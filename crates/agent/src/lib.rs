//! Delegated summaries.
//!
//! This crate phrases a finished price comparison through a language model:
//! - `llm` - the `LlmClient` seam and an HTTP client for OpenAI, Anthropic and Ollama
//! - `summary` - the LLM-backed `SummaryGenerator`, the template fallback wrapper,
//!   and selection from configuration
//!
//! The model is strictly a phraser. Totals, rankings and the cheapest store
//! come from `shopwise-core`; the prompt hands them over pre-formatted.

pub mod llm;
pub mod summary;

pub use llm::{HttpLlmClient, LlmClient, LlmError};
pub use summary::{build_summary_generator, FallbackSummaryGenerator, LlmSummaryGenerator};
use std::env;
use std::fs;
use std::path::{Path, PathBuf};

use secrecy::ExposeSecret;
use shopwise_agent::llm::provider_name;
use shopwise_core::config::{resolve_config_path, AppConfig, LoadOptions, SummaryMode};
use toml::Value;

use crate::commands::CommandResult;

pub fn run() -> CommandResult {
    let config = match AppConfig::load(LoadOptions::default()) {
        Ok(config) => config,
        Err(error) => {
            return CommandResult::failure(
                "config",
                "configuration",
                format!("config validation failed: {error}"),
                2,
            );
        }
    };

    let config_file_path = resolve_config_path(None);
    let config_file_doc = load_config_file_doc(config_file_path.as_deref());

    let entries: Vec<(&str, &str, String)> = vec![
        (
            "catalog.path",
            "SHOPWISE_CATALOG_PATH",
            config
                .catalog
                .path
                .as_ref()
                .map(|path| path.display().to_string())
                .unwrap_or_else(|| "<builtin>".to_string()),
        ),
        ("catalog.currency", "SHOPWISE_CATALOG_CURRENCY", config.catalog.currency.clone()),
        (
            "catalog.extend_builtin",
            "SHOPWISE_CATALOG_EXTEND_BUILTIN",
            config.catalog.extend_builtin.to_string(),
        ),
        ("matching.threshold", "SHOPWISE_MATCHING_THRESHOLD", config.matching.threshold.to_string()),
        ("matching.scorer", "SHOPWISE_MATCHING_SCORER", config.matching.scorer.as_str().to_string()),
        (
            "matching.strip_diacritics",
            "SHOPWISE_MATCHING_STRIP_DIACRITICS",
            config.matching.strip_diacritics.to_string(),
        ),
        (
            "summary.mode",
            "SHOPWISE_SUMMARY_MODE",
            match config.summary.mode {
                SummaryMode::Template => "template".to_string(),
                SummaryMode::Llm => "llm".to_string(),
            },
        ),
        ("summary.language", "SHOPWISE_SUMMARY_LANGUAGE", config.summary.language.code().to_string()),
        ("llm.provider", "SHOPWISE_LLM_PROVIDER", provider_name(config.llm.provider).to_string()),
        ("llm.model", "SHOPWISE_LLM_MODEL", config.llm.model.clone()),
        (
            "llm.base_url",
            "SHOPWISE_LLM_BASE_URL",
            config.llm.base_url.clone().unwrap_or_else(|| "<provider default>".to_string()),
        ),
        (
            "llm.api_key",
            "SHOPWISE_LLM_API_KEY",
            config
                .llm
                .api_key
                .as_ref()
                .map(|key| redact_token(key.expose_secret()))
                .unwrap_or_else(|| "<unset>".to_string()),
        ),
        ("llm.timeout_secs", "SHOPWISE_LLM_TIMEOUT_SECS", config.llm.timeout_secs.to_string()),
        ("logging.level", "SHOPWISE_LOGGING_LEVEL", config.logging.level.clone()),
        ("logging.format", "SHOPWISE_LOGGING_FORMAT", format!("{:?}", config.logging.format)),
    ];

    let mut lines = vec!["effective config (source precedence: env > file > default):".to_string()];
    for (key_path, env_key, value) in &entries {
        lines.push(render_line(
            key_path,
            value,
            field_source(key_path, Some(*env_key), config_file_doc.as_ref(), config_file_path.as_deref()),
        ));
    }

    CommandResult::raw(lines.join("\n"))
}

fn load_config_file_doc(path: Option<&Path>) -> Option<Value> {
    let path = path?;
    let raw = fs::read_to_string(path).ok()?;
    raw.parse::<Value>().ok()
}

fn field_source(
    key_path: &str,
    env_key: Option<&str>,
    config_file_doc: Option<&Value>,
    config_file_path: Option<&Path>,
) -> String {
    if let Some(env_key) = env_key {
        if env::var_os(env_key).is_some() {
            return format!("env ({env_key})");
        }
    }

    if let Some(doc) = config_file_doc {
        if contains_path(doc, key_path) {
            let file_path = config_file_path
                .map(Path::to_path_buf)
                .unwrap_or_else(|| PathBuf::from("config file"));
            return format!("file ({})", file_path.display());
        }
    }

    "default".to_string()
}

fn contains_path(root: &Value, key_path: &str) -> bool {
    let mut current = root;
    for key in key_path.split('.') {
        let Some(next) = current.get(key) else {
            return false;
        };
        current = next;
    }
    true
}

fn render_line(key: &str, value: &str, source: String) -> String {
    format!("- {key} = {value} (source: {source})")
}

fn redact_token(token: &str) -> String {
    let trimmed = token.trim();
    if trimmed.is_empty() {
        return "<empty>".to_string();
    }

    if let Some((prefix, _)) = trimmed.split_once('-') {
        return format!("{prefix}-***");
    }

    "<redacted>".to_string()
}
use unicode_normalization::{char::is_combining_mark, UnicodeNormalization};

/// Folds text into the form both queries and catalog spellings are compared
/// in: lowercase, single-spaced, and optionally without diacritics
/// (`Äpfel` → `apfel`, `Straße` → `strasse`).
pub fn normalize(text: &str, strip_diacritics: bool) -> String {
    let lowered = text.to_lowercase();
    let folded: String = if strip_diacritics {
        lowered.replace('ß', "ss").nfd().filter(|ch| !is_combining_mark(*ch)).collect()
    } else {
        lowered.nfc().collect()
    };

    folded.split_whitespace().collect::<Vec<_>>().join(" ")
}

● THE PROBLEM:
Check each line in the entries above for the string "clone", then give the number of matching lines alone.

● YOUR RESPONSE:
4